You lose a lot of nutrients
Many people claim that it is better to simply eat whole fruits and vegetables, rather than to juice and drink them, because you are losing out on many of the nutrients. The main thing that juicing removes from your fruit and vegetables is fiber. While I do agree that fiber serves a purpose and that juicing shouldn't be your only source of fruits and vegetables; juicing can still serve as a wonderful compliment to a whole foods diet. Drinking fresh pressed juices gives your body a highly concentrated infusion of vitamins, minerals and antioxidants. They are quick and easy to absorb and digest, while helping to keep your immune system strong, energized, vibrant and balanced... what's not to love about that!?
It's all Sugar
Yes it is true that most fruits have lots of sugar in them; however it is natural sugar which is still better for you than processed sugar. There is also a trick to juicing, and that is balancing out the sugar of the fruit with vegetables. For example: kale and cucumber paired with apple and lemon, or golden beets and carrots paired with oranges... the match-making possibilities are endless, and fun!

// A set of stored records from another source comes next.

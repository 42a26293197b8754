//! Message search by author or by text.

use axum::extract::{Path, State};
use axum::routing::get;
use axum::{Json, Router};

use crate::chat;
use crate::error::{ApiError, ApiErrorBody, FieldError};
use crate::models::Message;
use crate::AppState;

pub fn router() -> Router<AppState> {
    Router::new()
        .route("/api/search/username/{name}", get(search_by_username))
        .route("/api/search/message/{text}", get(search_by_text))
}

fn required(field: &str, value: &str) -> Result<(), ApiError> {
    if value.trim().is_empty() {
        return Err(ApiError::validation(vec![FieldError::new(
            field,
            "Search term is required",
        )]));
    }
    Ok(())
}

#[utoipa::path(
    get,
    path = "/api/search/username/{name}",
    tag = "Search",
    params(("name" = String, Path, description = "Exact, case-sensitive author name")),
    responses(
        (status = 200, description = "Messages by that author, newest first", body = [Message]),
        (status = 401, description = "Not logged in", body = ApiErrorBody),
    ),
)]
pub async fn search_by_username(
    State(state): State<AppState>,
    Path(name): Path<String>,
) -> Result<Json<Vec<Message>>, ApiError> {
    required("name", &name)?;
    Ok(Json(chat::search_by_author(state.messages.as_ref(), &name).await?))
}

#[utoipa::path(
    get,
    path = "/api/search/message/{text}",
    tag = "Search",
    params(("text" = String, Path, description = "Case-insensitive substring of the message text")),
    responses(
        (status = 200, description = "Matching messages, newest first", body = [Message]),
        (status = 401, description = "Not logged in", body = ApiErrorBody),
    ),
)]
pub async fn search_by_text(
    State(state): State<AppState>,
    Path(text): Path<String>,
) -> Result<Json<Vec<Message>>, ApiError> {
    required("text", &text)?;
    Ok(Json(chat::search_by_text(state.messages.as_ref(), &text).await?))
}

I guess this one is all about perspective. Think of the money you may spend on alcohol or Starbucks. People may not think twice spending $5-$10 dollars on coffee, lunch, or happy hour, and yet may think cold pressed juices are too expensive. To me, my health is most important. I think of it as preventative health care because the better I take care of myself now, the less money I have hopefully have to spend in the future correcting health problems. You may also dial in some favorite juicing recipes to make your own at home for even less.
GETTING STARTED: Picking the right Juicer
If you want to invest in your health and have been wanting to get your own juicer I recommend getting one that is a masticating juicer, as opposed to a centrifugal juicer. Don't get me wrong both will serve their purpose, but I think the masticating ones are better in the long run.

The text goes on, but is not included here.